MCPCorpus: Dataset for MCP Ecosystem Analysis
- MCPCorpus is a comprehensive, normalized dataset of MCP servers and clients, aggregating details from MCP.so and GitHub for reproducible ecosystem studies.
- It features over 20 standardized attributes per artifact, ensuring consistent data integration and enabling quantitative analysis of code quality and engagement.
- The integrated tooling suite automates data synchronization, normalization, and inspection, facilitating robust research on adoption patterns and ecosystem health.
MCPCorpus is a large-scale, structured dataset and associated tooling suite for reproducible analysis of the Model Context Protocol (MCP) ecosystem. It provides a comprehensive, regularly updated snapshot of MCP servers and clients, including detailed technical and development metadata. By systematically aggregating, normalizing, and annotating artifacts from the public MCP registry (MCP.so) and GitHub, MCPCorpus enables empirical paper of adoption patterns, operational diversity, and ecosystem health in the rapidly evolving field of model-tool integrations.

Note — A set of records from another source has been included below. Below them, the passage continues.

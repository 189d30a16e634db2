use crate::config::SwipeConfig;
use crate::deck::Decision;

#[derive(Debug, Clone, Copy, PartialEq, Default)]
pub struct Point {
    pub x: f64,
    pub y: f64,
}

impl Point {
    pub fn new(x: f64, y: f64) -> Self {
        Self { x, y }
    }
}

/// Per-gesture state. Lives only between drag start and release.
#[derive(Debug, Clone, Copy, PartialEq)]
pub struct DragState {
    pub origin: Point,
    pub dx: f64,
    pub dy: f64,
}

impl DragState {
    pub fn new(origin: Point) -> Self {
        Self {
            origin,
            dx: 0.0,
            dy: 0.0,
        }
    }

    pub fn move_to(&mut self, point: Point) {
        self.dx = point.x - self.origin.x;
        self.dy = point.y - self.origin.y;
    }

    pub fn set_offset(&mut self, dx: f64, dy: f64) {
        self.dx = dx;
        self.dy = dy;
    }
}

/// What a card under the pointer should look like right now.
#[derive(Debug, Clone, Copy, PartialEq, Default)]
pub struct DragVisual {
    pub translate_x: f64,
    pub translate_y: f64,
    pub rotation_deg: f64,
    pub like_opacity: f64,
    pub dislike_opacity: f64,
}

impl DragVisual {
    pub const REST: DragVisual = DragVisual {
        translate_x: 0.0,
        translate_y: 0.0,
        rotation_deg: 0.0,
        like_opacity: 0.0,
        dislike_opacity: 0.0,
    };
}

#[derive(Debug, Clone, Copy, PartialEq)]
pub struct ExitTrajectory {
    pub exit_x: f64,
    pub exit_y: f64,
    pub exit_rotation: f64,
}

#[derive(Debug, Clone, Copy, PartialEq)]
pub enum Release {
    Commit {
        decision: Decision,
        exit: ExitTrajectory,
    },
    Cancel,
}

#[derive(Debug, Clone, Copy, PartialEq)]
pub struct GestureClassifier {
    commit_threshold: f64,
    rotation_divisor: f64,
    opacity_divisor: f64,
    exit_rotation_deg: f64,
}

impl GestureClassifier {
    pub fn new(config: &SwipeConfig) -> Self {
        Self {
            commit_threshold: config.commit_threshold,
            rotation_divisor: config.rotation_divisor,
            opacity_divisor: config.opacity_divisor,
            exit_rotation_deg: config.exit_rotation_deg,
        }
    }

    pub fn feedback(&self, dx: f64, dy: f64) -> DragVisual {
        if !dx.is_finite() || !dy.is_finite() {
            return DragVisual::REST;
        }
        DragVisual {
            translate_x: dx,
            translate_y: dy,
            rotation_deg: dx / self.rotation_divisor,
            like_opacity: if dx > 0.0 {
                (dx / self.opacity_divisor).clamp(0.0, 1.0)
            } else {
                0.0
            },
            dislike_opacity: if dx < 0.0 {
                (-dx / self.opacity_divisor).clamp(0.0, 1.0)
            } else {
                0.0
            },
        }
    }

    /// Decides a release at offset `(dx, dy)`. Only a strict excess over the
    /// threshold commits.
    pub fn release(&self, dx: f64, dy: f64, viewport_width: f64) -> Release {
        if !dx.is_finite() || dx.abs() <= self.commit_threshold {
            return Release::Cancel;
        }
        let decision = if dx > 0.0 {
            Decision::Like
        } else {
            Decision::Dislike
        };
        let exit_y = if dy.is_finite() { dy } else { 0.0 };
        Release::Commit {
            decision,
            exit: self.exit_for(decision, exit_y, viewport_width),
        }
    }

    /// Off-screen resting place for a card leaving in `decision`'s direction.
    pub fn exit_for(&self, decision: Decision, exit_y: f64, viewport_width: f64) -> ExitTrajectory {
        let sign = decision.sign();
        ExitTrajectory {
            exit_x: sign * viewport_width.abs(),
            exit_y,
            exit_rotation: sign * self.exit_rotation_deg,
        }
    }

    /// Folds a complete trajectory of `(dx, dy)` samples; the last sample is
    /// where the pointer was released. An empty trajectory cancels.
    pub fn classify<I>(&self, samples: I, viewport_width: f64) -> Release
    where
        I: IntoIterator<Item = (f64, f64)>,
    {
        match samples.into_iter().last() {
            Some((dx, dy)) => self.release(dx, dy, viewport_width),
            None => Release::Cancel,
        }
    }
}

#[cfg(test)]
mod tests {
    use super::*;

    fn classifier() -> GestureClassifier {
        GestureClassifier::new(&SwipeConfig::upgraded())
    }

    #[test]
    fn feedback_rotates_and_fades_in_like_label() {
        let visual = classifier().feedback(60.0, -12.0);
        assert_eq!(visual.translate_x, 60.0);
        assert_eq!(visual.translate_y, -12.0);
        assert!((visual.rotation_deg - 60.0 / 18.0).abs() < 1e-9);
        assert!((visual.like_opacity - 0.5).abs() < 1e-9);
        assert_eq!(visual.dislike_opacity, 0.0);
    }

    #[test]
    fn feedback_clamps_dislike_label() {
        let visual = classifier().feedback(-500.0, 0.0);
        assert_eq!(visual.dislike_opacity, 1.0);
        assert_eq!(visual.like_opacity, 0.0);
        assert!(visual.rotation_deg < 0.0);
    }

    #[test]
    fn release_at_threshold_cancels() {
        let c = classifier();
        assert_eq!(c.release(110.0, 40.0, 800.0), Release::Cancel);
        assert_eq!(c.release(-110.0, 0.0, 800.0), Release::Cancel);
        assert_eq!(c.release(0.0, 300.0, 800.0), Release::Cancel);
    }

    #[test]
    fn release_past_threshold_commits_with_exit() {
        let c = classifier();
        assert_eq!(
            c.release(111.0, 25.0, 800.0),
            Release::Commit {
                decision: Decision::Like,
                exit: ExitTrajectory {
                    exit_x: 800.0,
                    exit_y: 25.0,
                    exit_rotation: 30.0,
                },
            }
        );
        assert_eq!(
            c.release(-200.0, -5.0, 640.0),
            Release::Commit {
                decision: Decision::Dislike,
                exit: ExitTrajectory {
                    exit_x: -640.0,
                    exit_y: -5.0,
                    exit_rotation: -30.0,
                },
            }
        );
    }

    #[test]
    fn basic_preset_commits_earlier() {
        let c = GestureClassifier::new(&SwipeConfig::basic());
        assert!(matches!(
            c.release(105.0, 0.0, 800.0),
            Release::Commit {
                decision: Decision::Like,
                ..
            }
        ));
        assert_eq!(c.release(100.0, 0.0, 800.0), Release::Cancel);
        assert_eq!(classifier().release(105.0, 0.0, 800.0), Release::Cancel);
    }

    #[test]
    fn classify_uses_release_sample() {
        let c = classifier();
        let outward_then_back = [(50.0, 0.0), (150.0, 0.0), (20.0, 0.0)];
        assert_eq!(c.classify(outward_then_back, 800.0), Release::Cancel);

        let fling = [(10.0, 0.0), (-60.0, 3.0), (-130.0, 4.0)];
        assert!(matches!(
            c.classify(fling, 800.0),
            Release::Commit {
                decision: Decision::Dislike,
                ..
            }
        ));
    }

    #[test]
    fn empty_or_broken_trajectory_cancels() {
        let c = classifier();
        assert_eq!(c.classify(Vec::new(), 800.0), Release::Cancel);
        assert_eq!(c.release(f64::NAN, 0.0, 800.0), Release::Cancel);
        assert_eq!(c.feedback(f64::INFINITY, 0.0), DragVisual::REST);
    }

    #[test]
    fn drag_state_tracks_delta_from_origin() {
        let mut drag = DragState::new(Point::new(100.0, 200.0));
        drag.move_to(Point::new(40.0, 230.0));
        assert_eq!((drag.dx, drag.dy), (-60.0, 30.0));
    }
}
use crate::deck::{Item, Progress};
use crate::gesture::{DragVisual, ExitTrajectory};

const EASING: &str = "cubic-bezier(.22,.9,.3,1)";

/// Receives everything the controller wants drawn. Implementations never
/// reach back into the controller.
pub trait PresentationSink {
    /// Full redraw of the pending stack, top card first.
    fn render_deck(&mut self, pending: &[Item]);
    fn update_drag_visual(&mut self, item: &Item, visual: DragVisual);
    fn settle_card(&mut self, item: &Item, exit: ExitTrajectory, duration_ms: u32);
    fn reset_card(&mut self, item: &Item);
    fn update_progress(&mut self, progress: Progress);
    fn show_summary(&mut self, liked: &[Item]);
    fn hide_summary(&mut self);
}

#[derive(Debug, Clone, Copy, PartialEq)]
pub enum CardMotion {
    Rest,
    Dragging(DragVisual),
    Returning { duration_ms: u32 },
    Leaving {
        exit: ExitTrajectory,
        duration_ms: u32,
    },
}

/// Retained view model the yew component renders from.
#[derive(Debug, Clone, PartialEq)]
pub struct CardStage {
    cards: Vec<Item>,
    motion: CardMotion,
    return_duration_ms: u32,
    progress: Progress,
    summary: Option<Vec<Item>>,
}

impl CardStage {
    pub fn new(return_duration_ms: u32) -> Self {
        Self {
            cards: Vec::new(),
            motion: CardMotion::Rest,
            return_duration_ms,
            progress: Progress::default(),
            summary: None,
        }
    }

    pub fn cards(&self) -> &[Item] {
        &self.cards
    }

    pub fn motion(&self) -> CardMotion {
        self.motion
    }

    pub fn progress(&self) -> Progress {
        self.progress
    }

    pub fn summary(&self) -> Option<&[Item]> {
        self.summary.as_deref()
    }

    /// Inline style for the card at `index` (0 is the top card).
    pub fn card_style(&self, index: usize) -> String {
        let depth = format!("z-index: {};", self.cards.len().saturating_sub(index));
        if index != 0 {
            return depth;
        }
        let (x, y, rotation, transition) = match self.motion {
            CardMotion::Rest => (0.0, 0.0, 0.0, "none".to_string()),
            CardMotion::Dragging(visual) => (
                visual.translate_x,
                visual.translate_y,
                visual.rotation_deg,
                "none".to_string(),
            ),
            CardMotion::Returning { duration_ms } => {
                (0.0, 0.0, 0.0, format!("transform {duration_ms}ms {EASING}"))
            }
            CardMotion::Leaving { exit, duration_ms } => (
                exit.exit_x,
                exit.exit_y,
                exit.exit_rotation,
                format!("transform {duration_ms}ms {EASING}"),
            ),
        };
        format!(
            "{depth} transform: translate({x:.1}px, {y:.1}px) rotate({rotation:.2}deg); transition: {transition};"
        )
    }

    /// `(like, nope)` label opacities for the card at `index`.
    pub fn label_opacity(&self, index: usize) -> (f64, f64) {
        match (index, self.motion) {
            (0, CardMotion::Dragging(visual)) => (visual.like_opacity, visual.dislike_opacity),
            (0, CardMotion::Leaving { exit, .. }) if exit.exit_x > 0.0 => (1.0, 0.0),
            (0, CardMotion::Leaving { exit, .. }) if exit.exit_x < 0.0 => (0.0, 1.0),
            _ => (0.0, 0.0),
        }
    }
}

impl PresentationSink for CardStage {
    fn render_deck(&mut self, pending: &[Item]) {
        self.cards = pending.to_vec();
        self.motion = CardMotion::Rest;
    }

    fn update_drag_visual(&mut self, _item: &Item, visual: DragVisual) {
        self.motion = CardMotion::Dragging(visual);
    }

    fn settle_card(&mut self, _item: &Item, exit: ExitTrajectory, duration_ms: u32) {
        self.motion = CardMotion::Leaving { exit, duration_ms };
    }

    fn reset_card(&mut self, _item: &Item) {
        self.motion = CardMotion::Returning {
            duration_ms: self.return_duration_ms,
        };
    }

    fn update_progress(&mut self, progress: Progress) {
        self.progress = progress;
    }

    fn show_summary(&mut self, liked: &[Item]) {
        self.summary = Some(liked.to_vec());
    }

    fn hide_summary(&mut self) {
        self.summary = None;
    }
}

#[cfg(test)]
mod tests {
    use super::*;

    fn stage_with(ids: &[&str]) -> CardStage {
        let mut stage = CardStage::new(260);
        let items: Vec<Item> = ids.iter().map(|id| Item::from(*id)).collect();
        stage.render_deck(&items);
        stage
    }

    #[test]
    fn dragging_top_card_follows_pointer_without_transition() {
        let mut stage = stage_with(&["a", "b"]);
        stage.update_drag_visual(
            &Item::from("a"),
            DragVisual {
                translate_x: 36.0,
                translate_y: 4.0,
                rotation_deg: 2.0,
                like_opacity: 0.3,
                dislike_opacity: 0.0,
            },
        );
        assert_eq!(
            stage.card_style(0),
            "z-index: 2; transform: translate(36.0px, 4.0px) rotate(2.00deg); transition: none;"
        );
        assert_eq!(stage.card_style(1), "z-index: 1;");
        assert_eq!(stage.label_opacity(0), (0.3, 0.0));
        assert_eq!(stage.label_opacity(1), (0.0, 0.0));
    }

    #[test]
    fn reset_animates_back_to_rest() {
        let mut stage = stage_with(&["a"]);
        stage.reset_card(&Item::from("a"));
        assert_eq!(stage.motion(), CardMotion::Returning { duration_ms: 260 });
        assert!(stage
            .card_style(0)
            .contains("translate(0.0px, 0.0px) rotate(0.00deg); transition: transform 260ms"));
        assert_eq!(stage.label_opacity(0), (0.0, 0.0));
    }

    #[test]
    fn leaving_card_shows_its_label() {
        let mut stage = stage_with(&["a"]);
        stage.settle_card(
            &Item::from("a"),
            ExitTrajectory {
                exit_x: -500.0,
                exit_y: 0.0,
                exit_rotation: -30.0,
            },
            260,
        );
        assert_eq!(stage.label_opacity(0), (0.0, 1.0));
        assert!(stage.card_style(0).contains("translate(-500.0px, 0.0px)"));
    }

    #[test]
    fn summary_toggles() {
        let mut stage = stage_with(&[]);
        stage.show_summary(&[Item::from("a")]);
        assert_eq!(stage.summary(), Some(&[Item::from("a")][..]));
        stage.hide_summary();
        assert_eq!(stage.summary(), None);
    }
}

1. Dataset Composition and Scope
MCPCorpus aggregates and normalizes artifacts from the MCP ecosystem, specializing in bridging registry-level and repository-level metadata:
- Artifact Coverage: The dataset encompasses approximately 14,000 MCP servers and 300 MCP clients. Each entry corresponds to either a distinct MCP server or client, as defined by the MCP.so registry and its associated GitHub repository.
- Annotation Format: Every artifact is represented as a JSON object following a unified schema. This schema combines registry information (e.g., artifact identity, category) with GitHub-derived measures of code quality and engagement.
- Data Provenance: The core of the dataset is constructed by joining the MCP registry (MCP.so) with code and project metadata harvested from GitHub. This dual-source approach enables direct linkage of interface-level configuration to concrete development activity.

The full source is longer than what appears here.